Walmart frozen pizzas recalled after salmonella risk in supplier ingredients
Great Value frozen pizzas at Walmart were pulled after a salmonella risk tied to dry milk powder, and more products may still be added.

Walmart shoppers and store workers need to watch the freezer case closely: Great Value frozen pizzas were caught up in a salmonella-related recall tied to supplier ingredients, and customers are being told not to eat the products and to return them for a refund.
The U.S. Department of Agriculture’s Food Safety and Inspection Service issued the public health alert on April 30, 2026, then updated it on May 1 to add more affected products and labels. The agency said the problem traces to FDA-regulated dairy ingredients, specifically dry milk powder, that may be contaminated with Salmonella. FSIS also said it expected additional downstream products to be identified as the ingredient recall moved through the supply chain.

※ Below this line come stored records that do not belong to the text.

use indexmap::IndexMap;

use crate::{
    error::Unwind,
    eval::{self, EvalFlag},
    interp::Interp,
    value::Obj,
};

/// A registered trace: an operation-set string (space-separated ops) and
/// the script prefix to invoke on fire (spec §3 "Trace entry").
#[derive(Clone)]
pub struct TraceEntry {
    pub ops: String,
    pub script: Obj,
}

impl TraceEntry {
    fn has_op(&self, op: &str) -> bool {
        self.ops.split_whitespace().any(|o| o == op)
    }
}

/// Per-interpreter trace registry, keyed by variable name or fully
/// qualified command name (spec §3, §4.8).
#[derive(Default)]
pub struct Traces {
    variable: IndexMap<String, Vec<TraceEntry>>,
    command: IndexMap<String, Vec<TraceEntry>>,
}

impl Traces {
    #[must_use]
    pub fn new() -> Self {
        Self::default()
    }

    pub fn add_variable(&mut self, name: &str, ops: String, script: Obj) {
        self.variable.entry(name.to_string()).or_default().push(TraceEntry { ops, script });
    }

    pub fn add_command(&mut self, name: &str, ops: String, script: Obj) {
        self.command.entry(name.to_string()).or_default().push(TraceEntry { ops, script });
    }

    /// `trace remove`: matches by exact `ops` string and script string
    /// (spec §4.8).
    pub fn remove_variable(&mut self, name: &str, ops: &str, script: &Obj) {
        if let Some(list) = self.variable.get_mut(name) {
            list.retain(|entry| !(entry.ops == ops && entry.script.as_string() == script.as_string()));
        }
    }

    pub fn remove_command(&mut self, name: &str, ops: &str, script: &Obj) {
        if let Some(list) = self.command.get_mut(name) {
            list.retain(|entry| !(entry.ops == ops && entry.script.as_string() == script.as_string()));
        }
    }

    #[must_use]
    pub fn info_variable(&self, name: &str) -> Vec<(String, Obj)> {
        self.variable.get(name).map(|list| list.iter().map(|e| (e.ops.clone(), e.script.clone())).collect()).unwrap_or_default()
    }

    #[must_use]
    pub fn info_command(&self, name: &str) -> Vec<(String, Obj)> {
        self.command.get(name).map(|list| list.iter().map(|e| (e.ops.clone(), e.script.clone())).collect()).unwrap_or_default()
    }

    /// Snapshots the traces registered for `name` matching `op`, so that
    /// script-level mutation of the trace set during fire does not
    /// invalidate the iteration (spec §4.5, §4.8, §9 "Trace reentrancy").
    #[must_use]
    pub fn snapshot_variable(&self, name: &str, op: &str) -> Vec<Obj> {
        self.variable
            .get(name)
            .into_iter()
            .flatten()
            .filter(|entry| entry.has_op(op))
            .map(|entry| entry.script.clone())
            .collect()
    }

    #[must_use]
    pub fn snapshot_command(&self, name: &str, op: &str) -> Vec<Obj> {
        self.command
            .get(name)
            .into_iter()
            .flatten()
            .filter(|entry| entry.has_op(op))
            .map(|entry| entry.script.clone())
            .collect()
    }
}

/// Builds the command string to evaluate for a variable trace fire
/// (spec §4.5: "prepending `varname \"\" op` to the stored script
/// prefix"). The second name slot is always empty — array variables are
/// out of scope (spec §9 Open Questions).
#[must_use]
pub fn variable_fire_command(script: &Obj, name: &str, op: &str) -> String {
    format!("{} {{{name}}} {{}} {op}", script.as_string())
}

/// Builds the command string to evaluate for a command trace fire
/// (spec §4.8: "with old and new display names").
#[must_use]
pub fn command_fire_command(script: &Obj, old_name: &str, new_name: &str, op: &str) -> String {
    format!("{} {{{old_name}}} {{{new_name}}} {op}", script.as_string())
}

/// Fires every registered variable trace matching `op` against `name`
/// (spec §4.5: traces fire "after the operation completes"). The single
/// call site for every read/write/unset on a named variable, whether
/// reached through `set`/`incr`/`unset` or through `$name` substitution
/// in `eval_command`.
pub fn fire_variable_trace(interp: &mut Interp, name: &str, op: &str) -> Result<(), Unwind> {
    for script in interp.traces.snapshot_variable(name, op) {
        let command = variable_fire_command(&script, name, op);
        eval::eval(interp, &command, EvalFlag::Local)?;
    }
    Ok(())
}

/// Fires every registered command trace matching `op` (spec §4.8).
pub fn fire_command_trace(interp: &mut Interp, old_name: &str, new_name: &str, op: &str) -> Result<(), Unwind> {
    for script in interp.traces.snapshot_command(old_name, op) {
        let command = command_fire_command(&script, old_name, new_name, op);
        eval::eval(interp, &command, EvalFlag::Local)?;
    }
    Ok(())
}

That matters on the sales floor because this is not just one isolated item. At least eight products sold at Walmart and ALDI were included in the downstream alert, including Great Value frozen pizzas at Walmart and Mama Cozzi’s breakfast pizzas at ALDI. The alert also reached other products sold at the two chains, including pork rinds. For store teams, that means shelf pulls, blocked inventory, and a wave of customer questions at the service desk and front end as shoppers compare package labels against recall notices.

Walmart said it works swiftly to block recalled items from being sold and remove them from stores. ALDI said a pull-from-sale alert from either a manufacturer or its corporate buying department triggers a rapid response plan for handling recalls. In practical terms, that means associates in frozen food, claims, and customer service are often the first line of defense when a supplier problem lands in the building, long before shoppers hear about it elsewhere.
The recall comes amid a run of salmonella-related food actions, including Ghirardelli Chocolate Company’s April 28 recall of powdered beverage mixes over possible contamination. FSIS says Salmonella is the most frequently reported cause of foodborne illness, and the FDA cites CDC estimates of about 1.35 million infections, 26,500 hospitalizations, and 420 deaths each year in the United States. That is the daily-life cost behind these recalls: a product can look fine in the case and still be unsafe because the problem started upstream, inside the ingredient chain. Additional products may still be added as the alert continues to develop.